# WORK TO COMPLETE
How many lines in the records below contain the word "usize"? Answer with the number alone.

# SUPPLIED INFORMATION
++++++

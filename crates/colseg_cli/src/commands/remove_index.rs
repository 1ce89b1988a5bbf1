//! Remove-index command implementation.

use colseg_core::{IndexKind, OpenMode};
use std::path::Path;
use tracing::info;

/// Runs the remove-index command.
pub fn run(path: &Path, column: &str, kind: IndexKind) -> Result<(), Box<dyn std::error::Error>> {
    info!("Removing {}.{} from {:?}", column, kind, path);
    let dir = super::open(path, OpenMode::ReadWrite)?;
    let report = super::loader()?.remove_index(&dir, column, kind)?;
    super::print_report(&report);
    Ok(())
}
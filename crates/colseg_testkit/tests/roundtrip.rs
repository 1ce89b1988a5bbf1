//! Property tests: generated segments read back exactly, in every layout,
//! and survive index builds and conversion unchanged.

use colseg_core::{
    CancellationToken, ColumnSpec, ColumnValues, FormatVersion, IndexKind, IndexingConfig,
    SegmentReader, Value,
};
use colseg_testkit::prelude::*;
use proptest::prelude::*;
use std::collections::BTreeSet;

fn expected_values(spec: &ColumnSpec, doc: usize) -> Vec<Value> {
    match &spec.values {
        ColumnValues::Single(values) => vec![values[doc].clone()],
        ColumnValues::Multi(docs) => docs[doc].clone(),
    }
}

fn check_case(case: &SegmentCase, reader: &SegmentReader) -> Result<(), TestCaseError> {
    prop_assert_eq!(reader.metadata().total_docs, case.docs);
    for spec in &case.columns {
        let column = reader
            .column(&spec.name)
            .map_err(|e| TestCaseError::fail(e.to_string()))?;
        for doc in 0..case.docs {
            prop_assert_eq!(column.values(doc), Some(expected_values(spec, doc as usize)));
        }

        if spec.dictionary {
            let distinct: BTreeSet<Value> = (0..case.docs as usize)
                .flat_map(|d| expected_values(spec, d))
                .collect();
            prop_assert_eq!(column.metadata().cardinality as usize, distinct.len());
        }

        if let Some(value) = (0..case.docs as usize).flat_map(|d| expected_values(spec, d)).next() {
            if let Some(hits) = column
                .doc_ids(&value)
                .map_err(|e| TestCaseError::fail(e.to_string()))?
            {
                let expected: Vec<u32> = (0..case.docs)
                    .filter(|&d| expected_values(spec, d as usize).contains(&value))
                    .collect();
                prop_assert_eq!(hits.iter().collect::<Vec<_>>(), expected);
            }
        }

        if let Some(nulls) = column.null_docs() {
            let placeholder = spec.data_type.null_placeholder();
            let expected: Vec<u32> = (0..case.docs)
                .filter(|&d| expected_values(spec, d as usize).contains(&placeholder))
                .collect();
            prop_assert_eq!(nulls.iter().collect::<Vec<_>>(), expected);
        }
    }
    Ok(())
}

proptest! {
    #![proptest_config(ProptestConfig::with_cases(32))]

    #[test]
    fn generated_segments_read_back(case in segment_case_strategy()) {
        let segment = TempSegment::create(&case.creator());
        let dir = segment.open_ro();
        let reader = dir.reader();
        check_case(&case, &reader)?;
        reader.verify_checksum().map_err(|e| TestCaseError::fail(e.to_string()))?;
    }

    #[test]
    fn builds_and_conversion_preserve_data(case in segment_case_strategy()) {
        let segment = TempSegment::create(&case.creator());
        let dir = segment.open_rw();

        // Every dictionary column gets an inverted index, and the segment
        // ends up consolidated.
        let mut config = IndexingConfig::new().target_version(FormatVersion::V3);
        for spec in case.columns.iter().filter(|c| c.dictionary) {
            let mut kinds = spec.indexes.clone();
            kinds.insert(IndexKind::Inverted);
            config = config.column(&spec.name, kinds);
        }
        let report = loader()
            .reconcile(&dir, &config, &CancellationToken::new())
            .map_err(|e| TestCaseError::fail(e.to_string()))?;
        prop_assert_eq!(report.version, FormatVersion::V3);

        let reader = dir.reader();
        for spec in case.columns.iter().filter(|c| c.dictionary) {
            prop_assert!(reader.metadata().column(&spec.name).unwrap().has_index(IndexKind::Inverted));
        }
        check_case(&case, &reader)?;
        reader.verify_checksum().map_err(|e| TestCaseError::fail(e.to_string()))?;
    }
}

++++++

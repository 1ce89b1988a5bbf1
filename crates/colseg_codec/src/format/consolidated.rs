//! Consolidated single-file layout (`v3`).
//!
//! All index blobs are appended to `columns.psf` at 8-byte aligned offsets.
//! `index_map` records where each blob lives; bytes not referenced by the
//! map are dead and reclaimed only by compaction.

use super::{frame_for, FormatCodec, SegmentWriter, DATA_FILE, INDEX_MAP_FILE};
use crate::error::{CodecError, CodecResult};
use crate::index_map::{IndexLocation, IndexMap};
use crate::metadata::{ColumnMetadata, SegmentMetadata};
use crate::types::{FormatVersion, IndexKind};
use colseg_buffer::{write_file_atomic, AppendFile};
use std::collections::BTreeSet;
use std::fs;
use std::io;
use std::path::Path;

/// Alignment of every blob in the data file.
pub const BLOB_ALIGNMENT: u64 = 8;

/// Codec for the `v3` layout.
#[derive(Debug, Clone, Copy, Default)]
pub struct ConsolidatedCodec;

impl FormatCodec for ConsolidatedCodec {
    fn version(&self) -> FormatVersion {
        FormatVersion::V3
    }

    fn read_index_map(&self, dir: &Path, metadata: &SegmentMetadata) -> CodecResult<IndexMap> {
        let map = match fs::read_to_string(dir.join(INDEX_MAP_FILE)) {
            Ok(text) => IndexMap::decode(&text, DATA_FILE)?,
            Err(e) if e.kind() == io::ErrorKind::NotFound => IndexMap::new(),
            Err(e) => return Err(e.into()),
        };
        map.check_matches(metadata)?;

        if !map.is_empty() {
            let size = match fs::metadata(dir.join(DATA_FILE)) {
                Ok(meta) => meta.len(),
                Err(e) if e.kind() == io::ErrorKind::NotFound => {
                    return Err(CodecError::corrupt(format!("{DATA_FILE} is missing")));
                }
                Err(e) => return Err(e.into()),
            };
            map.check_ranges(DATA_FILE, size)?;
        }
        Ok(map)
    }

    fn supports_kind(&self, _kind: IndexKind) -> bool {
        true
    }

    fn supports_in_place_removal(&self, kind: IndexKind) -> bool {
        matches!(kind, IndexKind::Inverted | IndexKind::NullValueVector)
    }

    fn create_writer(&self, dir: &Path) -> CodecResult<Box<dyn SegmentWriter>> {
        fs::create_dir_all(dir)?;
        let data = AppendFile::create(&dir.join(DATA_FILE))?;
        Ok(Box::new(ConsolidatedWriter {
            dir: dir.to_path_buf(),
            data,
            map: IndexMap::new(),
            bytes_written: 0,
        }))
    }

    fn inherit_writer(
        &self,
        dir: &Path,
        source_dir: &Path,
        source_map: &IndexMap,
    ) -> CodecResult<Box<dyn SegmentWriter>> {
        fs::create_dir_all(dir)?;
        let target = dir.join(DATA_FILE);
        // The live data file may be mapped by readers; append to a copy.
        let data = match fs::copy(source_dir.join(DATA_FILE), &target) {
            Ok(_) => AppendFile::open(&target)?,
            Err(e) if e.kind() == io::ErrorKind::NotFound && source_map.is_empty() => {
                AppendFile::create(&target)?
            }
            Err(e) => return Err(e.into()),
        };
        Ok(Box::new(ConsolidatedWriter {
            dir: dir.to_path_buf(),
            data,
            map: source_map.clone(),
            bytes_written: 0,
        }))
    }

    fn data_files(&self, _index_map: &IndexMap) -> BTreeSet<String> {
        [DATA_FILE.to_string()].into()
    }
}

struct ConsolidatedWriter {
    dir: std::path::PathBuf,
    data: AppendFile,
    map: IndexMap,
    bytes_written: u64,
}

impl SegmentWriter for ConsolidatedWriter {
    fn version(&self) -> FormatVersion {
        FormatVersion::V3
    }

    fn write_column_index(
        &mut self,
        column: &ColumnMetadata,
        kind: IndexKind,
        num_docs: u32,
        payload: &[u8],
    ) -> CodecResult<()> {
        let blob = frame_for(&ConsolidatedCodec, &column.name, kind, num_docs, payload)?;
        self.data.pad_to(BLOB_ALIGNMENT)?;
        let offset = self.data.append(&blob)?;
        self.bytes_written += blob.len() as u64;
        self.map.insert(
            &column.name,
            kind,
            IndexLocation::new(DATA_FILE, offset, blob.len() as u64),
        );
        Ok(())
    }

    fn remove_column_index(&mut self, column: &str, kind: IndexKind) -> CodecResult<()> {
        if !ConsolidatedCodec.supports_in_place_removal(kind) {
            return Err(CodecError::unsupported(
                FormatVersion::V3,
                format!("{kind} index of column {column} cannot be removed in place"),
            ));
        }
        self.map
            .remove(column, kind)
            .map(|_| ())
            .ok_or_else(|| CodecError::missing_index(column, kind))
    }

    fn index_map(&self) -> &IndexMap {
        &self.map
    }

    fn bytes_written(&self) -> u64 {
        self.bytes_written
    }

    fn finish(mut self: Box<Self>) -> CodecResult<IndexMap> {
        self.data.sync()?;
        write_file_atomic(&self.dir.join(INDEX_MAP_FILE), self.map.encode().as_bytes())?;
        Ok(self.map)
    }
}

++++++

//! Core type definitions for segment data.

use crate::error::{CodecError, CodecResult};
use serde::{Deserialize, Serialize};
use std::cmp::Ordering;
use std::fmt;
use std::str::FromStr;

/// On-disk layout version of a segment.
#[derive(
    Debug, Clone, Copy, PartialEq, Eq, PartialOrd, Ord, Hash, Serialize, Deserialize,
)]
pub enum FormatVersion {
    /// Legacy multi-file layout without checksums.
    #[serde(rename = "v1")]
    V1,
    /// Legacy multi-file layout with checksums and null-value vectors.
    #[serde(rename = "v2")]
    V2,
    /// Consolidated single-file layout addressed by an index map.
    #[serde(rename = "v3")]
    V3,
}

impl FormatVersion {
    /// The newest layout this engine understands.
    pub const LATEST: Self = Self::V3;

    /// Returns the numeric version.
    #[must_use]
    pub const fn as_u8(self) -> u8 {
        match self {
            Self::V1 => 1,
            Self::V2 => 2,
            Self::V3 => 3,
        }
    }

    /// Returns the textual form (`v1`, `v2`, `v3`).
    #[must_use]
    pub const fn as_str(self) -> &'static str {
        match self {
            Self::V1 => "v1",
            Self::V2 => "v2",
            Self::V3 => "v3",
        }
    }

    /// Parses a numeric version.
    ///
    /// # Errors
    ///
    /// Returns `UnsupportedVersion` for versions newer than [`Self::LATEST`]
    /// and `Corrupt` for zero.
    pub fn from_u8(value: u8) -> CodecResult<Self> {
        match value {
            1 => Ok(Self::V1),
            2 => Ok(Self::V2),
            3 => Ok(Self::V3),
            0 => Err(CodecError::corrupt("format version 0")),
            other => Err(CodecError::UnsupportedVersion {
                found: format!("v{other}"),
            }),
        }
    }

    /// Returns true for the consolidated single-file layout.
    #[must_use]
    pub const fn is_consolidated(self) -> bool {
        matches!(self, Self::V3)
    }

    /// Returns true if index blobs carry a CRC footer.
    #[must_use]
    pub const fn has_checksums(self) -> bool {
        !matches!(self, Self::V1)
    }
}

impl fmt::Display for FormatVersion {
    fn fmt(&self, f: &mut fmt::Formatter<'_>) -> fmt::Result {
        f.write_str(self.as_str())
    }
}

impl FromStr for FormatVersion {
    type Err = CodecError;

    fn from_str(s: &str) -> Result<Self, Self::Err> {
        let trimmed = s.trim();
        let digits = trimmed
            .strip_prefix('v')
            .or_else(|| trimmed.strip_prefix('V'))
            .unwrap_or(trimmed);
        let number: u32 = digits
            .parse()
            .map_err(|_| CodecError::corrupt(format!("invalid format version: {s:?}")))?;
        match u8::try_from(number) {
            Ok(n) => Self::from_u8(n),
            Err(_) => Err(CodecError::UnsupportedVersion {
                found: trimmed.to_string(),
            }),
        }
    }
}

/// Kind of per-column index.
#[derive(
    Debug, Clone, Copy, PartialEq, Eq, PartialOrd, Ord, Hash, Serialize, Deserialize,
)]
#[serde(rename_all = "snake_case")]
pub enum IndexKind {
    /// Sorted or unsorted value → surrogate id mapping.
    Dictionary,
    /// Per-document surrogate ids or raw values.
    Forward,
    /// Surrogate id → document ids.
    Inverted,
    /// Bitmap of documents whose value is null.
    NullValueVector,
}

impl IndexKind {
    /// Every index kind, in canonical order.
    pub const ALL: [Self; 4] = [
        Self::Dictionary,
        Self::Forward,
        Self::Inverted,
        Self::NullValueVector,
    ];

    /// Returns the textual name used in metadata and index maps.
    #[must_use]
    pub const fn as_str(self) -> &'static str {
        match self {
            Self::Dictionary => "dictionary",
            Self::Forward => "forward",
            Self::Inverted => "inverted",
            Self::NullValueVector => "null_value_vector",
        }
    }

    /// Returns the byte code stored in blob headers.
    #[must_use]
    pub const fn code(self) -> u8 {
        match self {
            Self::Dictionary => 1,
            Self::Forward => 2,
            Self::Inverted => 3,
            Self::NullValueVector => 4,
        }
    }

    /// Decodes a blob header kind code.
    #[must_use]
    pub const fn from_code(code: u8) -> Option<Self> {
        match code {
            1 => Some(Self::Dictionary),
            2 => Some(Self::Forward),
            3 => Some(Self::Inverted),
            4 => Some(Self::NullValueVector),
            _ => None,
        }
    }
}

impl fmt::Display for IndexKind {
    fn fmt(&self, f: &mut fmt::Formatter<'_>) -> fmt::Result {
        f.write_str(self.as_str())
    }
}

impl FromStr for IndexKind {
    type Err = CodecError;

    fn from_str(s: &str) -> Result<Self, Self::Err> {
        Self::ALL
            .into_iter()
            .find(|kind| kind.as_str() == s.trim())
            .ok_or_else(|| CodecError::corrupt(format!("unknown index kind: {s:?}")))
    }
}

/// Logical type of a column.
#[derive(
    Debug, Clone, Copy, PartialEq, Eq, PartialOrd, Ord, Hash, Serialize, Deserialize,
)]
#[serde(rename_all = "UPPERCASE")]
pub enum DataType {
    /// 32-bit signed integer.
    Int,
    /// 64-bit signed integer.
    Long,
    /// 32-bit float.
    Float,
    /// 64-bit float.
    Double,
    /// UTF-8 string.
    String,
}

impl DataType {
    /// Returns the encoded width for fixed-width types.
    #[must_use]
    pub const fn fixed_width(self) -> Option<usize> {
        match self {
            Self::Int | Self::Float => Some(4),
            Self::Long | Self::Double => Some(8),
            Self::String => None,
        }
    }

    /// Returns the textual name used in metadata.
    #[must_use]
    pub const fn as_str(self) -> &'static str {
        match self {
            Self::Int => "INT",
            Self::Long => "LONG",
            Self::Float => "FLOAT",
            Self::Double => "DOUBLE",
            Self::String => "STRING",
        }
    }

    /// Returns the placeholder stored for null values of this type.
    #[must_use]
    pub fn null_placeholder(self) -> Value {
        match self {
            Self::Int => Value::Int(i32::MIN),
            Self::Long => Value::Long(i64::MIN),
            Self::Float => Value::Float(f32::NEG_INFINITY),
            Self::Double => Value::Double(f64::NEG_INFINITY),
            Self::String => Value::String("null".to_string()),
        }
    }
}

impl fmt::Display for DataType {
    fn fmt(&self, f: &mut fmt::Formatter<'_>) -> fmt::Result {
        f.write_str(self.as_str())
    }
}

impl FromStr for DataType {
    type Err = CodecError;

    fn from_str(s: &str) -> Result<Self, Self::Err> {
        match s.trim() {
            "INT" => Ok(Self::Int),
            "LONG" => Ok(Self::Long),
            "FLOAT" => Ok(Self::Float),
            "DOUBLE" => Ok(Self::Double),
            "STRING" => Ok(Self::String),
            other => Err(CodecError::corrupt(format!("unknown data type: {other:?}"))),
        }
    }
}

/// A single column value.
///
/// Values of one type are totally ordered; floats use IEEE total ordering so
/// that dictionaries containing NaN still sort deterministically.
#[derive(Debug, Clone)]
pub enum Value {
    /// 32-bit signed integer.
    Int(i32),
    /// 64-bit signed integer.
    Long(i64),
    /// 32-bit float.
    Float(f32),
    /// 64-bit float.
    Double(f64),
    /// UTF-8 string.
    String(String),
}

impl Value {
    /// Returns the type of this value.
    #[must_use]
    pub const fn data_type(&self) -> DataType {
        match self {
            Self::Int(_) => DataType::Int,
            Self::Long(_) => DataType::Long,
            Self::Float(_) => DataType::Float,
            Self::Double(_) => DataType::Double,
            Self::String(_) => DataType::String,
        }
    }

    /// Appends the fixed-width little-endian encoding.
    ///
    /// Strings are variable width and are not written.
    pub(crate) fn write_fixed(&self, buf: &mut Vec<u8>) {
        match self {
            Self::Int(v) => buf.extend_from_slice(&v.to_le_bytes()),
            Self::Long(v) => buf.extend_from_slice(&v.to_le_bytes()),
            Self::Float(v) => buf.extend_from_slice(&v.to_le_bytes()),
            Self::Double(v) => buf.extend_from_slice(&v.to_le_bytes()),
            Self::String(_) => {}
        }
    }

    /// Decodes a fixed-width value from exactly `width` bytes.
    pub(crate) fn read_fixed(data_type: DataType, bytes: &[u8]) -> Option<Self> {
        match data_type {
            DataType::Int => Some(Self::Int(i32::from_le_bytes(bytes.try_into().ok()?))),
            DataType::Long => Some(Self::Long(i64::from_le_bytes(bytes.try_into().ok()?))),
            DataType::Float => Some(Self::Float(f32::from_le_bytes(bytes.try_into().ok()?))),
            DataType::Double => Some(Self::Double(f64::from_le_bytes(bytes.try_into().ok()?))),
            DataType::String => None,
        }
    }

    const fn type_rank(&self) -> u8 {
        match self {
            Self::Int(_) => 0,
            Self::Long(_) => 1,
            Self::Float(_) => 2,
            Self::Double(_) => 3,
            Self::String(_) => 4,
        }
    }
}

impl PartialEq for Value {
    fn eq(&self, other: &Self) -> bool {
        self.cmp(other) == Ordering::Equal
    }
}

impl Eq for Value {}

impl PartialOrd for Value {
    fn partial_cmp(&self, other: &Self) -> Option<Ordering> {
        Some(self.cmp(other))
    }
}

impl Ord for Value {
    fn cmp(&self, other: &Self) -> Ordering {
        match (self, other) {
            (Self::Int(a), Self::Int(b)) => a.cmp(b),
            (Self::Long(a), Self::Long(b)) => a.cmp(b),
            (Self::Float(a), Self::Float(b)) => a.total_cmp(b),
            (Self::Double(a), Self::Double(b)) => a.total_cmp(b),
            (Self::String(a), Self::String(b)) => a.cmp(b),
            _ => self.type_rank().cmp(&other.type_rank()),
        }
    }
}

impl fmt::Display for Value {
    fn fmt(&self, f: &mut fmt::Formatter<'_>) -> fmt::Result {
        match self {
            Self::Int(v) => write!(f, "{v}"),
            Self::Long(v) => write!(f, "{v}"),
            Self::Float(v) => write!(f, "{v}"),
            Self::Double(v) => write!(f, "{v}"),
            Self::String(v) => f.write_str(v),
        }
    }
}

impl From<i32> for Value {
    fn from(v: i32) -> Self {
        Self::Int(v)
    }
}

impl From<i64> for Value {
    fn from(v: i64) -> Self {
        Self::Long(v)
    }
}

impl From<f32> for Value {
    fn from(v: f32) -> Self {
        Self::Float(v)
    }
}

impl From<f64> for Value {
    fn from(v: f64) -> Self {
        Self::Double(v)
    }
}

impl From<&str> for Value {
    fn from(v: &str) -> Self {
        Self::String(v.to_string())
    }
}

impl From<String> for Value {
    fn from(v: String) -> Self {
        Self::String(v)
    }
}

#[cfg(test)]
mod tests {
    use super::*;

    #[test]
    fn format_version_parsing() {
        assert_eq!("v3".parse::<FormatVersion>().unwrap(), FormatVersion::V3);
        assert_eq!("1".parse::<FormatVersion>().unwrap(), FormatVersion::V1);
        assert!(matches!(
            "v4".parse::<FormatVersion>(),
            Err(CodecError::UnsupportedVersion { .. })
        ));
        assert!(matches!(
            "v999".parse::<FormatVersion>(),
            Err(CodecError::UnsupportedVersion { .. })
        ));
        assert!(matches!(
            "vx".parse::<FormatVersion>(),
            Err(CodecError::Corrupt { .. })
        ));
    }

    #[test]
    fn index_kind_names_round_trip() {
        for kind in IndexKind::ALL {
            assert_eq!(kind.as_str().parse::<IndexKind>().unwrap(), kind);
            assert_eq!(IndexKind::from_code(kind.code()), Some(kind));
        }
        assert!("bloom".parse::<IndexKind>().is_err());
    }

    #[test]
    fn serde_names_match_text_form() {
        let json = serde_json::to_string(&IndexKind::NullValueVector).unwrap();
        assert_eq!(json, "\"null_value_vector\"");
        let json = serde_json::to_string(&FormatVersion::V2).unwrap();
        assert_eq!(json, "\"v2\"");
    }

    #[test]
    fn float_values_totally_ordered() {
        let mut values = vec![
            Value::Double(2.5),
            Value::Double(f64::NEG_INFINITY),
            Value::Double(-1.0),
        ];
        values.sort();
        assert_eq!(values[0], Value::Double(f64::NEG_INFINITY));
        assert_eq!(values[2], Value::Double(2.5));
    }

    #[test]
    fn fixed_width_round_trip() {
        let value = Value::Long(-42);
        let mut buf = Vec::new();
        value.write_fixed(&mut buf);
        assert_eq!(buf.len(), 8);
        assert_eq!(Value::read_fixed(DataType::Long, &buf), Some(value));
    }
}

++++++

# RESULT
8